When I was a lad, we were taught how to count, add up and take away. We learned our times tables and then we tackled long multiplication and division. That’s how I seem to remember it — but it was a few years ago. Now there appears to be a bewildering range of additional techniques; number lines, counting on, number squares, number bonds, chunking, the grid method and the lattice method to name a few. When my children were taught using these methods, I couldn’t understand the logic. Why are all these additional techniques necessary?

Fortunately my local primary school sent parents “A guide for parents on how addition, subtraction, multiplication and division are taught”. After reading this guide, I began to understand not only the techniques but also the logic of teaching a range of different methods to achieve the same end. This is how the four rules (addition, subtraction, multiplication and division) are taught:

## Addition

**Counting On**: Hold one number in your head and count on.

**Using a Known Fact**: Rapid response to a fact known by heart, for example

**Number Bonds**: Learn pairs of numbers that make 10 or 20 and recall them immediately.

**Using a Derived Fact**: Using a known fact to work out a new one, for example if 15 + 5 = 20 (number bond) then 15 + 6 = 21.

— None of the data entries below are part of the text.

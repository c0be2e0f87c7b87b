//! Observers registered on a document and the hub that notifies them.

use std::collections::BTreeMap;
use std::sync::Arc;

use parking_lot::Mutex;
use tracing::debug;

use crate::page::PageStore;
use crate::viewport::{DocumentViewport, VisiblePageRect};

pub type ObserverId = u32;

#[derive(Debug, Clone, Copy, PartialEq, Eq, Hash)]
pub enum PageChange {
    Pixmap,
    Bookmark,
    Highlights,
    TextSelection,
    Annotations,
    FormFields,
}

#[derive(Debug, Clone, Copy, PartialEq, Eq)]
pub enum SetupReason {
    DocumentChanged,
    NewLayoutForPages,
}

/// A party interested in document changes, typically a view.
///
/// Every callback has an empty default so observers implement only what they
/// render.
pub trait DocumentObserver: Send {
    fn observer_id(&self) -> ObserverId;

    fn notify_setup(&mut self, _pages: &PageStore, _reason: SetupReason) {}

    fn notify_viewport_changed(&mut self, _viewport: &DocumentViewport, _smooth: bool) {}

    fn notify_page_changed(&mut self, _page: usize, _change: PageChange) {}

    fn notify_contents_cleared(&mut self, _change: PageChange) {}

    fn notify_visible_rects_changed(&mut self, _rects: &[VisiblePageRect]) {}

    fn notify_zoom(&mut self, _factor: i32) {}

    /// Veto for memory trimming of this observer's pixmap on `page`.
    fn can_unload_pixmap(&self, _page: usize) -> bool {
        true
    }
}

pub type ObserverHandle = Arc<Mutex<dyn DocumentObserver>>;

#[derive(Default)]
pub struct ObserverHub {
    observers: BTreeMap<ObserverId, ObserverHandle>,
}

impl ObserverHub {
    pub fn new() -> Self {
        Self::default()
    }

    /// Returns false if an observer with the same id is already registered.
    pub fn add(&mut self, observer: ObserverHandle) -> bool {
        let id = observer.lock().observer_id();
        if self.observers.contains_key(&id) {
            return false;
        }
        debug!(observer = id, "observer registered");
        self.observers.insert(id, observer);
        true
    }

    pub fn remove(&mut self, id: ObserverId) -> bool {
        let removed = self.observers.remove(&id).is_some();
        if removed {
            debug!(observer = id, "observer removed");
        }
        removed
    }

    pub fn contains(&self, id: ObserverId) -> bool {
        self.observers.contains_key(&id)
    }

    pub fn len(&self) -> usize {
        self.observers.len()
    }

    pub fn is_empty(&self) -> bool {
        self.observers.is_empty()
    }

    /// Synchronously calls `f` on every observer except `exclude`.
    pub fn notify<F>(&self, exclude: Option<ObserverId>, mut f: F)
    where
        F: FnMut(&mut dyn DocumentObserver),
    {
        for (id, observer) in &self.observers {
            if Some(*id) == exclude {
                continue;
            }
            f(&mut *observer.lock());
        }
    }

    pub fn notify_one<F>(&self, id: ObserverId, f: F)
    where
        F: FnOnce(&mut dyn DocumentObserver),
    {
        if let Some(observer) = self.observers.get(&id) {
            f(&mut *observer.lock());
        }
    }

    pub fn can_unload_pixmap(&self, id: ObserverId, page: usize) -> bool {
        self.observers
            .get(&id)
            .map_or(true, |observer| observer.lock().can_unload_pixmap(page))
    }
}
//! Plain-text and markdown generator for the folio engine.

pub mod book;
pub mod generator;
pub mod grid;
pub mod render;

pub use book::{Link, TextBook, Title};
pub use generator::{TextGenerator, FONT_NAME};
pub use grid::Grid;

use folio_core::{GeneratorRegistry, TextSettings};

pub const PLAIN_MIME_TYPES: &[&str] = &["text/plain"];
pub const MARKDOWN_MIME_TYPES: &[&str] = &["text/markdown", "text/x-markdown"];

/// Registers the text backends with `registry`.
pub fn register(registry: &mut GeneratorRegistry, settings: &TextSettings) {
    let plain = settings.clone();
    registry.register(PLAIN_MIME_TYPES, move || {
        Box::new(TextGenerator::new(plain.clone(), false))
    });
    let markdown = settings.clone();
    registry.register(MARKDOWN_MIME_TYPES, move || {
        Box::new(TextGenerator::new(markdown.clone(), true))
    });
}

**Hundred Squares:** Use knowledge of multiples of ten to add, for example 30 + 50 or 32 + 50. Number squares maybe used.

**Adding Several Numbers**: A number of techniques; for example — starting with the largest number or looking for pairs of numbers that make 10.

**Partitioning and Recombining:** Splitting numbers up. Add the ‘tens’ first and then add the ‘units’.

**For example:**

46 + 63 = (40 + 60) + (6 + 3) = 100 + 9 = 109

**Counting on in Multiples of 100, 10 or 1:** Start with the largest number and count on by partitioning the second number and adding the tens and then the units. Even the units can be split to make it easier.

**For example:**

76 + 47 = 76 + 40 + 7

**Adding Significant Digits First:** This is an extension of partitioning; add hundreds, then tens and then units.

**For example:**

Although this is set out formally in columns, children are expected to develop mental strategies to do these sums in their heads.

**Adding Near Multiples of 10:** Using the fact that to add 9 is the same as to add 10 and then subtract 1. It’s a mental strategy, for example:

53 + 9 = (53 + 10) — 1 = 63 — 1 = 62

76 + 39 = (76 + 40) — 1 = 116 — 1 = 115

328 + 199 = (328 + 200) — 1 = 528 — 1 = 527

**Compensation:** This builds on ‘adding near multiples of 10′. Add too much and then subtract the difference.

**For example:**

754 + 86 = (754 + 100) — 14 = 854 — 14 = 840

367 + 92 = (367 + 100) — 8 = 467 — 8 = 459

**Standard Written Methods with Exchanging:** Finally, the standard method I remember from school – carefully writing in columns so that units, tens, hundreds etc. line up and carrying below the line:

## Subtraction

**Counting Out:** To find the answer to 9 — 3, hold up 9 fingers and fold down three.

**Counting Back From**: To find the answer to 9 — 3 count back three numbers from 9.

**Counting Back To**: Count back from the largest number to the lowest.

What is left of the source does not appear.